Link found between bitter-taste sensitivity and cancer risk
High bitter-taste sensitivity is associated with a significantly increased risk of cancer in older British women, according to researchers who conducted a unique study of 5,500 women whose diet, lifestyle and health has been tracked for about 20 years.
The research examined the relationship between the ability to taste the bitter-tasting chemical phenylthiocarbamide, known as PTC, or the presence of specific genetic differences in the bitter taste receptor, TAS2R38, which binds to PTC, and risk of cancer in a subset of the UK Women’s Cohort Study.
The UK Women’s Cohort Study was established in 1995 by nutritional epidemiologists at Leeds University to explore links between diet and chronic disease, cancer in particular. The study had an initial middle-aged female population of 35,000. The researchers obtained cancer incidence data from Great Britain’s National Health Service Central Register.
Researchers analyzed the food intake of women in the study, using a 217-item food-frequency questionnaire administered when the women joined the cohort in the late 1990s. Researchers hypothesized that women with higher bitter-taste sensitivity would consume fewer vegetables and have higher incidence of cancer.
Although there was no correlation between bitter-taste sensitivity and vegetable intake, researchers did find that, among older women, bitter-taste sensitivity was associated with greater cancer risk, according to lead researcher Joshua Lambert, associate professor of food science in the College of Agricultural Sciences, Penn State.

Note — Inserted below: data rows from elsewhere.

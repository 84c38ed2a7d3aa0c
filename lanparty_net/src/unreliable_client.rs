// Unreliable (UDP) client: the joining side of the datagram channel.
//
// The socket is connected to the host's unreliable port, so the OS filters
// out datagrams from anyone else and `send` needs no address. The receive
// thread queues each decoded datagram as `MessageReceived`; it polls with a
// read timeout so `close()` can stop it.
//
// Until the host has bound this socket's address (see `announce`), nothing
// is delivered here: the host has nowhere to send. Like the reliable
// client, the receive thread waits for `start()` before reading, and a
// client closed before that reports nothing.

use std::net::{IpAddr, Ipv4Addr, Ipv6Addr, SocketAddr, UdpSocket};
use std::sync::Arc;
use std::sync::atomic::{AtomicBool, Ordering};
use std::sync::mpsc::{self, Receiver, Sender};
use std::thread::{self, JoinHandle};

use lanparty_protocol::{Channel, ClientId, Envelope, Message, decode, encode};
use tracing::{debug, info, warn};

use crate::config::NetConfig;
use crate::discovery::{DATAGRAM_BUFFER, is_transient};
use crate::error::{NetError, is_timeout};
use crate::event::{NetEvent, Service};

pub struct UnreliableClient {
    socket: UdpSocket,
    server: SocketAddr,
    keep_running: Arc<AtomicBool>,
    gate: Option<Sender<()>>,
    thread: Option<JoinHandle<()>>,
}

impl UnreliableClient {
    pub fn connect(
        server: SocketAddr,
        config: &NetConfig,
        events: Sender<NetEvent>,
    ) -> Result<Self, NetError> {
        let local: IpAddr = match server.ip() {
            IpAddr::V4(_) => Ipv4Addr::UNSPECIFIED.into(),
            IpAddr::V6(_) => Ipv6Addr::UNSPECIFIED.into(),
        };
        let socket = UdpSocket::bind(SocketAddr::new(local, 0))?;
        socket.connect(server)?;
        socket.set_read_timeout(Some(config.poll_interval()))?;

        let keep_running = Arc::new(AtomicBool::new(true));
        let (gate, parked) = mpsc::channel();
        let loop_socket = socket.try_clone()?;
        let loop_running = keep_running.clone();
        let thread = thread::Builder::new()
            .name("unreliable-client".into())
            .spawn(move || receive_loop(loop_socket, parked, loop_running, events))?;

        debug!(%server, local = ?socket.local_addr().ok(), "unreliable client ready");
        Ok(Self {
            socket,
            server,
            keep_running,
            gate: Some(gate),
            thread: Some(thread),
        })
    }

    /// Let the receive thread deliver. Calling this more than once is
    /// harmless.
    pub fn start(&mut self) {
        if let Some(gate) = self.gate.take() {
            let _ = gate.send(());
        }
    }

    pub fn local_addr(&self) -> Result<SocketAddr, NetError> {
        Ok(self.socket.local_addr()?)
    }

    pub fn server(&self) -> SocketAddr {
        self.server
    }

    pub fn send(&self, envelope: &Envelope) -> Result<(), NetError> {
        if self.thread.is_none() {
            return Err(NetError::NotRunning);
        }
        let record = encode(envelope)?;
        self.socket.send(&record)?;
        Ok(())
    }

    /// Tell the host which address belongs to `id`. The announcement is a
    /// plain datagram, so it is repeated `attempts` times; it succeeds if at
    /// least one copy left the socket.
    pub fn announce(&self, id: ClientId, attempts: u32) -> Result<(), NetError> {
        let announcement = Envelope::unreliable_announce(id);
        let mut last_error = None;
        let mut sent = 0;
        for _ in 0..attempts.max(1) {
            match self.send(&announcement) {
                Ok(()) => sent += 1,
                Err(e) => last_error = Some(e),
            }
        }
        match last_error {
            Some(e) if sent == 0 => Err(e),
            _ => {
                info!(%id, server = %self.server, "unreliable address announced");
                Ok(())
            }
        }
    }

    /// Stop the receive thread. Calling this more than once is harmless.
    pub fn close(&mut self) {
        let Some(thread) = self.thread.take() else {
            return;
        };
        self.gate = None;
        self.keep_running.store(false, Ordering::SeqCst);
        let _ = thread.join();
        debug!(server = %self.server, "unreliable client closed");
    }
}

impl Drop for UnreliableClient {
    fn drop(&mut self) {
        self.close();
    }
}

fn receive_loop(
    socket: UdpSocket,
    parked: Receiver<()>,
    keep_running: Arc<AtomicBool>,
    events: Sender<NetEvent>,
) {
    if parked.recv().is_err() {
        return;
    }
    let mut buf = vec![0u8; DATAGRAM_BUFFER];
    while keep_running.load(Ordering::SeqCst) {
        let len = match socket.recv(&mut buf) {
            Ok(len) => len,
            Err(ref e) if is_timeout(e) => continue,
            Err(ref e) if is_transient(e) => {
                // The host port is not (or no longer) listening.
                debug!(error = %e, "unreliable peer unreachable");
                continue;
            }
            Err(e) => {
                warn!(error = %e, "unreliable receive failed, closing");
                let _ = events.send(NetEvent::ConnectionError(e.into()));
                break;
            }
        };
        match decode(&buf[..len]) {
            Ok(Envelope {
                message: Message::HostDescriptor(_),
                ..
            }) => {}
            Ok(envelope) => {
                let _ = events.send(NetEvent::MessageReceived {
                    from: envelope.sender_id,
                    channel: Channel::Unreliable,
                    envelope,
                });
            }
            Err(e) => {
                warn!(error = %e, "dropping malformed datagram from host");
                let _ = events.send(NetEvent::Warning(e.into()));
            }
        }
    }
    let _ = events.send(NetEvent::ServiceStopped(Service::UnreliableReceive));
}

Lambert, who collaborated with scientists in Leeds University’s nutritional epidemiology group while he was on sabbatical in England conducting the research, noted that depending on the level of sensitivity to bitter tastes, study participants were classified as super-tasters, tasters and non-tasters. The findings were published online this month in the European Journal of Nutrition.
“The difference in cancer incidence between the women with the highest bitter-taste sensitivity and those with the lowest was striking,” he said. “Super-tasters had about a 58 percent higher risk of cancer incidence, and the tasters had about a 40 percent higher risk of developing cancer, compared to women who were classified as non-tasters.”
However, in this analysis, high bitter-taste sensitivity didn’t yield the expected link to dietary choices that could explain the higher cancer incidence, Lambert pointed out.
“Our hypothesis was that women who had higher bitter-taste sensitivity—either they were PTC tasters or super-tasters, or they had the TAS2R38 diplotype to suggest that they were tasters or super-tasters—would be at higher risk of developing cancer than women who were non-tasters. We thought that would happen because over their lifetime they would have consumed fewer bitter-tasting vegetables, which have been reported to have cancer preventive activities,” he said.
“When we looked at the data, we saw that for women over 60, our hypothesis was partially correct. Cancer risk was higher among women classified as tasters or super-tasters, but we didn’t see any differences in bitter-tasting vegetable consumption.”
Super-tasters and tasters didn’t eat fewer vegetables than the non-tasters, Lambert noted. They reported consuming as many Brussels sprouts and as much broccoli, for instance, as the non-tasters.
So where does that leave researchers? Anxious to do more studies to unravel the factors that drive the relationship between bitter-taste sensitivity and cancer, Lambert said. He and colleagues in Penn State’s Department of Food Science and Department of Public Health Sciences submitted a grant application in May to the American Institute for Cancer Research to fund a study on the relationship between bitter-taste sensitivity and colon cancer risk in American men and women.
But it also has them thinking that the relationship between bitter-taste sensitivity and cancer likely relates more to overall diet quality than just vegetable consumption, according to Lambert. He said that more and more, cancer experts suspect that dietary connections to the disease will only be revealed if researchers study the bigger picture.
“Our hypothesis that women with greater bitter-taste sensitivity would eat fewer vegetables, putting them at heightened risk for cancer, was perhaps too narrow a concept,” he said. “If you have an aversion to bitter taste, you are also less likely to drink alcohol, and alcohol is a risk factor for cancer. So, do the risks of eating too few vegetables outweigh the benefits of not drinking alcohol in terms of your overall cancer risk, or vice versa? We just don’t know, yet.”
Although researchers didn’t see the relationship between bitter-taste sensitivity and vegetable consumption that they expected, that doesn’t mean it doesn’t exist in the wider context of the total diet, Lambert suggested.